- _WHAT NEEDS TO BE DONE_
In full and word for word, restate the lines of the listing.
[[ EXCERPTED DATA, beginning ]]
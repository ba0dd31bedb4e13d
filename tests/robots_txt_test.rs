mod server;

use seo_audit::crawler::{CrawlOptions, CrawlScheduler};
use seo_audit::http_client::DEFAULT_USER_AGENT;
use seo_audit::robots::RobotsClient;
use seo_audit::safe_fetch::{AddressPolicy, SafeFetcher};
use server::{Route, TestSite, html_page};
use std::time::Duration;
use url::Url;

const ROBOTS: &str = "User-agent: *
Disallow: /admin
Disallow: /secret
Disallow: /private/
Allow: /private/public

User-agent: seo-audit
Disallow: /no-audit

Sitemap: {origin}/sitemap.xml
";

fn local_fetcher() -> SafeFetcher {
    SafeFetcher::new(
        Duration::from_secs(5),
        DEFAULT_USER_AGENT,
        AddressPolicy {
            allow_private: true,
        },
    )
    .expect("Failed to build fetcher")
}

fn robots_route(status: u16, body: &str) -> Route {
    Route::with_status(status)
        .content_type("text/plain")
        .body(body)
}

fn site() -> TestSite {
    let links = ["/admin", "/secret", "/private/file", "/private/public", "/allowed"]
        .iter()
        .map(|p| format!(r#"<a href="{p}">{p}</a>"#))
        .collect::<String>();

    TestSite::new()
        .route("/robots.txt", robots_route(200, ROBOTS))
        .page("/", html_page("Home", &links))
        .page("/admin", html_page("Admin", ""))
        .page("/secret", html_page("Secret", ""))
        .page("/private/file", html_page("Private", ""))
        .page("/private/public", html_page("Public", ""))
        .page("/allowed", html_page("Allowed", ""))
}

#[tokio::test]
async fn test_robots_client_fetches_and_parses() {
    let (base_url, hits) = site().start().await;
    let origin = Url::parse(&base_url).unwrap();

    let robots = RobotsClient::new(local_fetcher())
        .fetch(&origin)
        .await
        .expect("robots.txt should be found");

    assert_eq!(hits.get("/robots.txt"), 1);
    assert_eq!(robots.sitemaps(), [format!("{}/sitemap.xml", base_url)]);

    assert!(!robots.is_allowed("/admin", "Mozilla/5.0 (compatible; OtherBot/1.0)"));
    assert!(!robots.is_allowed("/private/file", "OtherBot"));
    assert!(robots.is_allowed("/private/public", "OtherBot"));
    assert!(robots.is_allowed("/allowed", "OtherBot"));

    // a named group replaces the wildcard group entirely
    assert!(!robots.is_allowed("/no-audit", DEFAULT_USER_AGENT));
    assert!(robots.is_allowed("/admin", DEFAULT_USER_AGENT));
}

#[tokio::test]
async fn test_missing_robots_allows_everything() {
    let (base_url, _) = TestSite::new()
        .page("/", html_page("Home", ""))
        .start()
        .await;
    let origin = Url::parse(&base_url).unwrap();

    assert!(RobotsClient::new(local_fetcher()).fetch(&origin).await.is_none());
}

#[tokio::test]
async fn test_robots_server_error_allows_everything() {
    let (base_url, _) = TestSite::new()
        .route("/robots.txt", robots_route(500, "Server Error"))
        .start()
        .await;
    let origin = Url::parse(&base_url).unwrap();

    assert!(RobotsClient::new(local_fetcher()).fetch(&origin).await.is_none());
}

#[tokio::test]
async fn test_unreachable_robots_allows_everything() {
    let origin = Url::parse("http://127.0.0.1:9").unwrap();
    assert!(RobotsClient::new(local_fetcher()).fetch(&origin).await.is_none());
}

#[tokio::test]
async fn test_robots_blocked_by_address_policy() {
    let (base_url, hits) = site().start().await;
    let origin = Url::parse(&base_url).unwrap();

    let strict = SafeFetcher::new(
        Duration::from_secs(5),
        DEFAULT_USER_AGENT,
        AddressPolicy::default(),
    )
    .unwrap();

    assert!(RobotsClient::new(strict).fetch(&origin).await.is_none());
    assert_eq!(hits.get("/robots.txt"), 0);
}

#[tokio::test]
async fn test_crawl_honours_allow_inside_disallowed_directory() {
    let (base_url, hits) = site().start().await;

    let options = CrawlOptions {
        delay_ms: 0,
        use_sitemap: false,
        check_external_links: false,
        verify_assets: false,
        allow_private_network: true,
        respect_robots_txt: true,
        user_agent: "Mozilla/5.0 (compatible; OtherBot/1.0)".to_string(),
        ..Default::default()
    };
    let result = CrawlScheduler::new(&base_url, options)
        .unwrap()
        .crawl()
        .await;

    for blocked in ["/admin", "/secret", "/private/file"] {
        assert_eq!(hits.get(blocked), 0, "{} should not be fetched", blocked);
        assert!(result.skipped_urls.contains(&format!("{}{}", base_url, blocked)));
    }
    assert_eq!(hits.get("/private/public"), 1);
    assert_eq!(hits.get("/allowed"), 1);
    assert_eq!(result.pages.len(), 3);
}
[[ EXCERPTED DATA, end ]]
- _TASK OUTPUT_
repository ba0dd31bedb4e13d
filename tests/robots_txt_test.rs
mod server;

use seo_audit::crawler::{CrawlOptions, CrawlScheduler};
use seo_audit::http_client::DEFAULT_USER_AGENT;
use seo_audit::robots::RobotsClient;
use seo_audit::safe_fetch::{AddressPolicy, SafeFetcher};
use server::{Route, TestSite, html_page};
use std::time::Duration;
use url::Url;

const ROBOTS: &str = "User-agent: *
Disallow: /admin
Disallow: /secret
Disallow: /private/
Allow: /private/public

User-agent: seo-audit
Disallow: /no-audit

Sitemap: {origin}/sitemap.xml
";

fn local_fetcher() -> SafeFetcher {
    SafeFetcher::new(
        Duration::from_secs(5),
        DEFAULT_USER_AGENT,
        AddressPolicy {
            allow_private: true,
        },
    )
    .expect("Failed to build fetcher")
}

fn robots_route(status: u16, body: &str) -> Route {
    Route::with_status(status)
        .content_type("text/plain")
        .body(body)
}

fn site() -> TestSite {
    let links = ["/admin", "/secret", "/private/file", "/private/public", "/allowed"]
        .iter()
        .map(|p| format!(r#"<a href="{p}">{p}</a>"#))
        .collect::<String>();

    TestSite::new()
        .route("/robots.txt", robots_route(200, ROBOTS))
        .page("/", html_page("Home", &links))
        .page("/admin", html_page("Admin", ""))
        .page("/secret", html_page("Secret", ""))
        .page("/private/file", html_page("Private", ""))
        .page("/private/public", html_page("Public", ""))
        .page("/allowed", html_page("Allowed", ""))
}

#[tokio::test]
async fn test_robots_client_fetches_and_parses() {
    let (base_url, hits) = site().start().await;
    let origin = Url::parse(&base_url).unwrap();

    let robots = RobotsClient::new(local_fetcher())
        .fetch(&origin)
        .await
        .expect("robots.txt should be found");

    assert_eq!(hits.get("/robots.txt"), 1);
    assert_eq!(robots.sitemaps(), [format!("{}/sitemap.xml", base_url)]);

    assert!(!robots.is_allowed("/admin", "Mozilla/5.0 (compatible; OtherBot/1.0)"));
    assert!(!robots.is_allowed("/private/file", "OtherBot"));
    assert!(robots.is_allowed("/private/public", "OtherBot"));
    assert!(robots.is_allowed("/allowed", "OtherBot"));

    // a named group replaces the wildcard group entirely
    assert!(!robots.is_allowed("/no-audit", DEFAULT_USER_AGENT));
    assert!(robots.is_allowed("/admin", DEFAULT_USER_AGENT));
}

#[tokio::test]
async fn test_missing_robots_allows_everything() {
    let (base_url, _) = TestSite::new()
        .page("/", html_page("Home", ""))
        .start()
        .await;
    let origin = Url::parse(&base_url).unwrap();

    assert!(RobotsClient::new(local_fetcher()).fetch(&origin).await.is_none());
}

#[tokio::test]
async fn test_robots_server_error_allows_everything() {
    let (base_url, _) = TestSite::new()
        .route("/robots.txt", robots_route(500, "Server Error"))
        .start()
        .await;
    let origin = Url::parse(&base_url).unwrap();

    assert!(RobotsClient::new(local_fetcher()).fetch(&origin).await.is_none());
}

#[tokio::test]
async fn test_unreachable_robots_allows_everything() {
    let origin = Url::parse("http://127.0.0.1:9").unwrap();
    assert!(RobotsClient::new(local_fetcher()).fetch(&origin).await.is_none());
}

#[tokio::test]
async fn test_robots_blocked_by_address_policy() {
    let (base_url, hits) = site().start().await;
    let origin = Url::parse(&base_url).unwrap();

    let strict = SafeFetcher::new(
        Duration::from_secs(5),
        DEFAULT_USER_AGENT,
        AddressPolicy::default(),
    )
    .unwrap();

    assert!(RobotsClient::new(strict).fetch(&origin).await.is_none());
    assert_eq!(hits.get("/robots.txt"), 0);
}

#[tokio::test]
async fn test_crawl_honours_allow_inside_disallowed_directory() {
    let (base_url, hits) = site().start().await;

    let options = CrawlOptions {
        delay_ms: 0,
        use_sitemap: false,
        check_external_links: false,
        verify_assets: false,
        allow_private_network: true,
        respect_robots_txt: true,
        user_agent: "Mozilla/5.0 (compatible; OtherBot/1.0)".to_string(),
        ..Default::default()
    };
    let result = CrawlScheduler::new(&base_url, options)
        .unwrap()
        .crawl()
        .await;

    for blocked in ["/admin", "/secret", "/private/file"] {
        assert_eq!(hits.get(blocked), 0, "{} should not be fetched", blocked);
        assert!(result.skipped_urls.contains(&format!("{}{}", base_url, blocked)));
    }
    assert_eq!(hits.get("/private/public"), 1);
    assert_eq!(hits.get("/allowed"), 1);
    assert_eq!(result.pages.len(), 3);
}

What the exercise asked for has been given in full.